**PROBLEM TO SOLVE**
The expected output is an exact restatement of all the records.

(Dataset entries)
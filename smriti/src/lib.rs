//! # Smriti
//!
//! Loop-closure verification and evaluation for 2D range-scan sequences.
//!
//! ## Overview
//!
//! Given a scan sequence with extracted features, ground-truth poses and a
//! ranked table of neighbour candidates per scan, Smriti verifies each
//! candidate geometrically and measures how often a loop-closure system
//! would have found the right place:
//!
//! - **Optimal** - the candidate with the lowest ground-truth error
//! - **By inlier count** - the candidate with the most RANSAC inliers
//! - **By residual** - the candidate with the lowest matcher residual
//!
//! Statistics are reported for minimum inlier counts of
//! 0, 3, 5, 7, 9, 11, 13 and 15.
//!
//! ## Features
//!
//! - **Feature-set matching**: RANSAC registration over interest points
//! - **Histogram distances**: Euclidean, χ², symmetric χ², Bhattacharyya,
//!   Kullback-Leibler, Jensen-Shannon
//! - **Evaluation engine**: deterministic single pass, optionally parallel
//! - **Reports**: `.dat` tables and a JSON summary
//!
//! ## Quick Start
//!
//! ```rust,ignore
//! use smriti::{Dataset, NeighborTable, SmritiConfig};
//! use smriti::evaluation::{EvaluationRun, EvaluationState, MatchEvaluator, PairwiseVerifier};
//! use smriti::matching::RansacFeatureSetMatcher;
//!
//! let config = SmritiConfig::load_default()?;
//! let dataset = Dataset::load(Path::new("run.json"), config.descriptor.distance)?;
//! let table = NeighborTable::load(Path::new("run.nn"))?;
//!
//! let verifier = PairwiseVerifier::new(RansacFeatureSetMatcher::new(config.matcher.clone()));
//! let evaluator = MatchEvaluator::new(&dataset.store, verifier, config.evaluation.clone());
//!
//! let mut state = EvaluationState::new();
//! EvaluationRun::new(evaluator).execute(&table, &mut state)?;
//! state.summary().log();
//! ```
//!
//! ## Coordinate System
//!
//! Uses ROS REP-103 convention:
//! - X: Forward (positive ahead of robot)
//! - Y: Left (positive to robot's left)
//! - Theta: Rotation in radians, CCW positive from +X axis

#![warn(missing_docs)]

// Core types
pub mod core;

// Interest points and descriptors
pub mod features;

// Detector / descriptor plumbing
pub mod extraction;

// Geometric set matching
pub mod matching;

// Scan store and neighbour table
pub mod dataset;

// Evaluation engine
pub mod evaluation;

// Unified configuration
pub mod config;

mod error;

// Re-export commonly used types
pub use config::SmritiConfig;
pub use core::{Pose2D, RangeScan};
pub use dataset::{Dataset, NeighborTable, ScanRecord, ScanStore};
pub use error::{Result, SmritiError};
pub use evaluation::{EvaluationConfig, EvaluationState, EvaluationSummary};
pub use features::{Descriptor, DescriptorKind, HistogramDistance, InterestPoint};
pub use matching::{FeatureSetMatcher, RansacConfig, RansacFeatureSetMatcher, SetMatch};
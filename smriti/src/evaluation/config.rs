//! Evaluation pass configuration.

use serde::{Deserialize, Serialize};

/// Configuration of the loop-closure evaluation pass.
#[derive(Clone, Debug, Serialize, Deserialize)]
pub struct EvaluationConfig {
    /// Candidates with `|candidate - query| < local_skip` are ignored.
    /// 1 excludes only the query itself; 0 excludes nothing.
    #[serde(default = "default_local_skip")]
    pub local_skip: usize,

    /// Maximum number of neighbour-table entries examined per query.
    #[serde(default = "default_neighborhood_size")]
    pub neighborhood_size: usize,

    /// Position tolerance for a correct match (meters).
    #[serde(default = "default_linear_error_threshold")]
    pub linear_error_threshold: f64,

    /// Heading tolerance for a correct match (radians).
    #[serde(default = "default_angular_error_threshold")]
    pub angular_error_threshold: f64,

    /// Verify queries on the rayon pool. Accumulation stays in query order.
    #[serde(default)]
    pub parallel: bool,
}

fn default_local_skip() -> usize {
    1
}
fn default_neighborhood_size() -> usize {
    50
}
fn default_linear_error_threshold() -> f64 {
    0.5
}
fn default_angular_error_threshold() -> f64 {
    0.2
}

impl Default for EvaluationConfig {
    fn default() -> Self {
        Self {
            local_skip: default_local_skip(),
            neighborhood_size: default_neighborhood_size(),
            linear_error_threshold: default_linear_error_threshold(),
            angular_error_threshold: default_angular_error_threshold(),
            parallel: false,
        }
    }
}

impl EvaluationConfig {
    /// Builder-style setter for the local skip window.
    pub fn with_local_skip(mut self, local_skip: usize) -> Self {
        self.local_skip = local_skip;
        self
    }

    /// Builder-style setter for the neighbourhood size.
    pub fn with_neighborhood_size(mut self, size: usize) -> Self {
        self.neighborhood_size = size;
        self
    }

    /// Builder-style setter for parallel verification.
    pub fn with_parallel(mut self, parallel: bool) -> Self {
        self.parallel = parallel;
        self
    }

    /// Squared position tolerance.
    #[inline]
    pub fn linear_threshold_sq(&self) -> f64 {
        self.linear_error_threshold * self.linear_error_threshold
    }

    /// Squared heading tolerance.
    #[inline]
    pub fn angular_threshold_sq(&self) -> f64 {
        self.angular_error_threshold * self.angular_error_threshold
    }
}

**ANSWER TO THIS TASK**
filename smriti/src/lib.rs
//! # Smriti
//!
//! Loop-closure verification and evaluation for 2D range-scan sequences.
//!
//! ## Overview
//!
//! Given a scan sequence with extracted features, ground-truth poses and a
//! ranked table of neighbour candidates per scan, Smriti verifies each
//! candidate geometrically and measures how often a loop-closure system
//! would have found the right place:
//!
//! - **Optimal** - the candidate with the lowest ground-truth error
//! - **By inlier count** - the candidate with the most RANSAC inliers
//! - **By residual** - the candidate with the lowest matcher residual
//!
//! Statistics are reported for minimum inlier counts of
//! 0, 3, 5, 7, 9, 11, 13 and 15.
//!
//! ## Features
//!
//! - **Feature-set matching**: RANSAC registration over interest points
//! - **Histogram distances**: Euclidean, χ², symmetric χ², Bhattacharyya,
//!   Kullback-Leibler, Jensen-Shannon
//! - **Evaluation engine**: deterministic single pass, optionally parallel
//! - **Reports**: `.dat` tables and a JSON summary
//!
//! ## Quick Start
//!
//! ```rust,ignore
//! use smriti::{Dataset, NeighborTable, SmritiConfig};
//! use smriti::evaluation::{EvaluationRun, EvaluationState, MatchEvaluator, PairwiseVerifier};
//! use smriti::matching::RansacFeatureSetMatcher;
//!
//! let config = SmritiConfig::load_default()?;
//! let dataset = Dataset::load(Path::new("run.json"), config.descriptor.distance)?;
//! let table = NeighborTable::load(Path::new("run.nn"))?;
//!
//! let verifier = PairwiseVerifier::new(RansacFeatureSetMatcher::new(config.matcher.clone()));
//! let evaluator = MatchEvaluator::new(&dataset.store, verifier, config.evaluation.clone());
//!
//! let mut state = EvaluationState::new();
//! EvaluationRun::new(evaluator).execute(&table, &mut state)?;
//! state.summary().log();
//! ```
//!
//! ## Coordinate System
//!
//! Uses ROS REP-103 convention:
//! - X: Forward (positive ahead of robot)
//! - Y: Left (positive to robot's left)
//! - Theta: Rotation in radians, CCW positive from +X axis

#![warn(missing_docs)]

// Core types
pub mod core;

// Interest points and descriptors
pub mod features;

// Detector / descriptor plumbing
pub mod extraction;

// Geometric set matching
pub mod matching;

// Scan store and neighbour table
pub mod dataset;

// Evaluation engine
pub mod evaluation;

// Unified configuration
pub mod config;

mod error;

// Re-export commonly used types
pub use config::SmritiConfig;
pub use core::{Pose2D, RangeScan};
pub use dataset::{Dataset, NeighborTable, ScanRecord, ScanStore};
pub use error::{Result, SmritiError};
pub use evaluation::{EvaluationConfig, EvaluationState, EvaluationSummary};
pub use features::{Descriptor, DescriptorKind, HistogramDistance, InterestPoint};
pub use matching::{FeatureSetMatcher, RansacConfig, RansacFeatureSetMatcher, SetMatch};
filename smriti/src/evaluation/config.rs
//! Evaluation pass configuration.

use serde::{Deserialize, Serialize};

/// Configuration of the loop-closure evaluation pass.
#[derive(Clone, Debug, Serialize, Deserialize)]
pub struct EvaluationConfig {
    /// Candidates with `|candidate - query| < local_skip` are ignored.
    /// 1 excludes only the query itself; 0 excludes nothing.
    #[serde(default = "default_local_skip")]
    pub local_skip: usize,

    /// Maximum number of neighbour-table entries examined per query.
    #[serde(default = "default_neighborhood_size")]
    pub neighborhood_size: usize,

    /// Position tolerance for a correct match (meters).
    #[serde(default = "default_linear_error_threshold")]
    pub linear_error_threshold: f64,

    /// Heading tolerance for a correct match (radians).
    #[serde(default = "default_angular_error_threshold")]
    pub angular_error_threshold: f64,

    /// Verify queries on the rayon pool. Accumulation stays in query order.
    #[serde(default)]
    pub parallel: bool,
}

fn default_local_skip() -> usize {
    1
}
fn default_neighborhood_size() -> usize {
    50
}
fn default_linear_error_threshold() -> f64 {
    0.5
}
fn default_angular_error_threshold() -> f64 {
    0.2
}

impl Default for EvaluationConfig {
    fn default() -> Self {
        Self {
            local_skip: default_local_skip(),
            neighborhood_size: default_neighborhood_size(),
            linear_error_threshold: default_linear_error_threshold(),
            angular_error_threshold: default_angular_error_threshold(),
            parallel: false,
        }
    }
}

impl EvaluationConfig {
    /// Builder-style setter for the local skip window.
    pub fn with_local_skip(mut self, local_skip: usize) -> Self {
        self.local_skip = local_skip;
        self
    }

    /// Builder-style setter for the neighbourhood size.
    pub fn with_neighborhood_size(mut self, size: usize) -> Self {
        self.neighborhood_size = size;
        self
    }

    /// Builder-style setter for parallel verification.
    pub fn with_parallel(mut self, parallel: bool) -> Self {
        self.parallel = parallel;
        self
    }

    /// Squared position tolerance.
    #[inline]
    pub fn linear_threshold_sq(&self) -> f64 {
        self.linear_error_threshold * self.linear_error_threshold
    }

    /// Squared heading tolerance.
    #[inline]
    pub fn angular_threshold_sq(&self) -> f64 {
        self.angular_error_threshold * self.angular_error_threshold
    }
}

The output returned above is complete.